AJ : Pourquoi retrouve-t-on moins d’entreprises cotées entre 2020 et 2021 ?
K. Z.-E. : Plusieurs raisons expliquent la baisse du nombre d’entreprises cotées. D’abord, il est important de noter qu’il s’agit d’une tendance mondiale. Un certain nombre d’entreprises préférant le financement par le capital investissement, moins contraignant que la cotation boursière. Il y a également des dynamiques de marché, portées par les opérations de fusions acquisitions, il y a quelques faillites et enfin des entreprises qui souhaitent quitter la cote, souvent pour se renforcer et revenir quelques années plus tard.
AJ : Pourquoi les entreprises ont-elles continué à se financer malgré les incertitudes économiques liées à la crise sanitaire ?
K. Z.-E. : Contrairement à toutes les crises qu’on a pu connaître de 1929 à aujourd’hui, celle-ci est inédite, car du jour au lendemain, on a décidé d’arrêter l’économie et ceci au niveau mondial. Les crises, quelles soient économique, financière ou monétaire créent généralement une onde de choc qui touche l’économie dans son ensemble. Les carnets de commande se réduisent les revenus, les chiffres d’affaires et les marges suivent ensuite, créant un cercle vicieux, que les plans de relances, par des dépenses budgétaires et des politiques monétaires accommodantes tentent d’enrayer.
« Toutes les entreprises qui ont les moyens de poursuivre sont aujourd’hui dans une dynamique agressive, de volonté d’investissement et de développement »

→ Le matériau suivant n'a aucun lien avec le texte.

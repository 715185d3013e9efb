//! Environment-variable snapshot helpers.
//!
//! Responsibilities:
//! - Capture the current process environment as a JSON object payload.
//! - Enforce the `DOTENV_DISABLED` gate to prevent accidental dotenv loading
//!   in tests.
//!
//! Invariants / Assumptions:
//! - Snapshot values are pass-through strings; no parsing or coercion happens
//!   here (schemas downstream decide what a value means).
//! - `load_dotenv()` must be called explicitly to enable `.env` file loading.

use serde_json::{Map, Value};

/// Capture the process environment as a JSON object of string values.
///
/// With a `prefix`, only variables whose names start with it are included,
/// which keeps unrelated host variables out of schema validation.
pub fn environment_snapshot(prefix: Option<&str>) -> Value {
    let mut vars = Map::new();
    for (key, value) in std::env::vars() {
        if let Some(prefix) = prefix
            && !key.starts_with(prefix)
        {
            continue;
        }
        vars.insert(key, Value::String(value));
    }
    Value::Object(vars)
}

/// Load environment variables from a `.env` file if present.
///
/// If the `DOTENV_DISABLED` environment variable is set to "true" or "1",
/// the `.env` file will not be loaded (useful for testing).
pub fn load_dotenv() {
    if std::env::var("DOTENV_DISABLED").ok().as_deref() != Some("true")
        && std::env::var("DOTENV_DISABLED").ok().as_deref() != Some("1")
    {
        dotenvy::dotenv().ok();
    }
}
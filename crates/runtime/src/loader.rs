//! Runtime configuration loading over HTTP.
//!
//! Responsibilities:
//! - Fetch the configuration JSON document, snapshot the environment, hand
//!   both to a caller-supplied combining function, and publish the result.
//! - Wrap every failure layer into a single descriptive [`LoadError`].
//!
//! Does NOT handle:
//! - Schema validation or merging (callers use `ConfigEntry::parse` inside
//!   their combining function).
//!
//! Invariants / Assumptions:
//! - A failed load publishes nothing; the cell keeps its previous state.
//! - Each call performs exactly one request attempt; retries are the
//!   caller's policy.
//! - Concurrent overlapping loads race on the final publish with last writer
//!   winning; callers wanting stricter ordering serialize their own calls.

use std::sync::Arc;

use chrono::Utc;
use reqwest::header::CACHE_CONTROL;
use tracing::debug;
use url::Url;

use crate::env::environment_snapshot;
use crate::error::{BoxError, LoadError};
use crate::sources::ConfigSources;
use crate::store::ConfigCell;

/// Default path fetched when no config URL is supplied.
pub const DEFAULT_CONFIG_URL: &str = "/env.json";

/// Options controlling a single `init_config` call.
#[derive(Debug, Clone)]
pub struct InitOptions {
    config_url: String,
    base_url: Option<String>,
    cache_busting: bool,
    headers: Vec<(String, String)>,
    client: Option<reqwest::Client>,
    env: Option<serde_json::Value>,
    env_prefix: Option<String>,
}

impl Default for InitOptions {
    fn default() -> Self {
        Self::new()
    }
}

impl InitOptions {
    pub fn new() -> Self {
        Self {
            config_url: DEFAULT_CONFIG_URL.to_string(),
            base_url: None,
            cache_busting: true,
            headers: Vec::new(),
            client: None,
            env: None,
            env_prefix: None,
        }
    }

    /// Set the URL of the configuration document. May be relative, in which
    /// case [`with_base_url`](Self::with_base_url) must supply the origin.
    pub fn with_config_url(mut self, url: impl Into<String>) -> Self {
        self.config_url = url.into();
        self
    }

    /// Set the origin that relative config URLs resolve against.
    pub fn with_base_url(mut self, base: impl Into<String>) -> Self {
        self.base_url = Some(base.into());
        self
    }

    /// Toggle the cache-busting timestamp query parameter (on by default).
    pub fn with_cache_busting(mut self, enabled: bool) -> Self {
        self.cache_busting = enabled;
        self
    }

    /// Add a header to the fetch request.
    pub fn with_header(mut self, name: impl Into<String>, value: impl Into<String>) -> Self {
        self.headers.push((name.into(), value.into()));
        self
    }

    /// Use a caller-owned HTTP client instead of a per-call one.
    pub fn with_client(mut self, client: reqwest::Client) -> Self {
        self.client = Some(client);
        self
    }

    /// Supply the environment payload explicitly instead of snapshotting the
    /// process environment. Intended for tests and embedding hosts.
    pub fn with_env(mut self, env: serde_json::Value) -> Self {
        self.env = Some(env);
        self
    }

    /// Restrict the environment snapshot to variables with this prefix.
    pub fn with_env_prefix(mut self, prefix: impl Into<String>) -> Self {
        self.env_prefix = Some(prefix.into());
        self
    }
}

/// Fetch, combine, and publish the runtime configuration.
///
/// Performs an HTTP GET against the configured URL (with `Cache-Control:
/// no-store` and, unless disabled, a `t=<millis>` cache-busting parameter),
/// parses the body as JSON, snapshots the environment, and hands both raw
/// payloads to `generate`. On success the result is published to `cell` and
/// a shared handle to it is returned.
///
/// # Errors
///
/// Any failure (unresolvable URL, network failure, non-success status,
/// invalid JSON, `generate` rejecting) aborts the load without publishing
/// and surfaces as a [`LoadError`].
pub async fn init_config<T, F, E>(
    cell: &ConfigCell<T>,
    generate: F,
    options: InitOptions,
) -> Result<Arc<T>, LoadError>
where
    F: FnOnce(&ConfigSources) -> Result<T, E>,
    E: Into<BoxError>,
{
    let mut url = resolve_config_url(&options)?;
    if options.cache_busting {
        let millis = Utc::now().timestamp_millis().to_string();
        url.query_pairs_mut().append_pair("t", &millis);
    }

    debug!(url = %url, "fetching runtime configuration");
    let client = options.client.clone().unwrap_or_default();
    let json = fetch_json_source(&client, &url, &options.headers).await?;

    let env = match options.env.clone() {
        Some(env) => env,
        None => environment_snapshot(options.env_prefix.as_deref()),
    };

    let sources = ConfigSources::new(Some(json), Some(env));
    let value = generate(&sources).map_err(|source| LoadError::Generate {
        source: source.into(),
    })?;
    debug!("runtime configuration loaded");
    Ok(cell.set(value))
}

/// GET the configuration document and parse it as JSON.
async fn fetch_json_source(
    client: &reqwest::Client,
    url: &Url,
    headers: &[(String, String)],
) -> Result<serde_json::Value, LoadError> {
    let mut builder = client.get(url.as_str()).header(CACHE_CONTROL, "no-store");
    for (name, value) in headers {
        builder = builder.header(name, value);
    }

    let response = builder.send().await.map_err(|source| LoadError::Request {
        url: url.to_string(),
        source,
    })?;

    let status = response.status();
    if !status.is_success() {
        return Err(LoadError::Status {
            url: url.to_string(),
            status: status.as_u16(),
        });
    }

    response
        .json()
        .await
        .map_err(|source| LoadError::InvalidJson {
            url: url.to_string(),
            source,
        })
}

/// Resolve the configured URL, joining relative paths onto the base origin.
fn resolve_config_url(options: &InitOptions) -> Result<Url, LoadError> {
    match Url::parse(&options.config_url) {
        Ok(url) => Ok(url),
        Err(url::ParseError::RelativeUrlWithoutBase) => {
            let base = options
                .base_url
                .as_deref()
                .ok_or_else(|| LoadError::InvalidUrl {
                    url: options.config_url.clone(),
                    reason: "relative URL requires a base_url".to_string(),
                })?;
            let base = Url::parse(base).map_err(|error| LoadError::InvalidUrl {
                url: base.to_string(),
                reason: error.to_string(),
            })?;
            base.join(&options.config_url)
                .map_err(|error| LoadError::InvalidUrl {
                    url: options.config_url.clone(),
                    reason: error.to_string(),
                })
        }
        Err(error) => Err(LoadError::InvalidUrl {
            url: options.config_url.clone(),
            reason: error.to_string(),
        }),
    }
}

La crise actuelle est différente. L’onde de choc n’a pas touché toute l’économie. Pour les secteurs digitalisés, la crise a été bénéfique et représente un véritable levier de croissance. Certaines entreprises ont même vu leurs marges s’améliorer et leur chiffre d’affaires progresser. Ces entreprises-là cherchent plutôt à lever des fonds pour poursuivre leur croissance. C’est plus difficile pour les entreprises qui ont été durement touchés par la crise, comme l’hôtellerie, la restauration ou le tourisme. Ces secteurs vont devoir se réinventer, trouver de nouveaux business model et donc auront besoins de capitaux importants pour se transformer. Comme indiqué précédemment, la croissance dans les années à venir va être totalement inédite, avec des entreprises qui vont devoir s’adapter et se transformer. Toutes les entreprises qui ont donc les moyens de poursuivre sont aujourd’hui dans une dynamique agressive, de volonté d’investissement et de développement.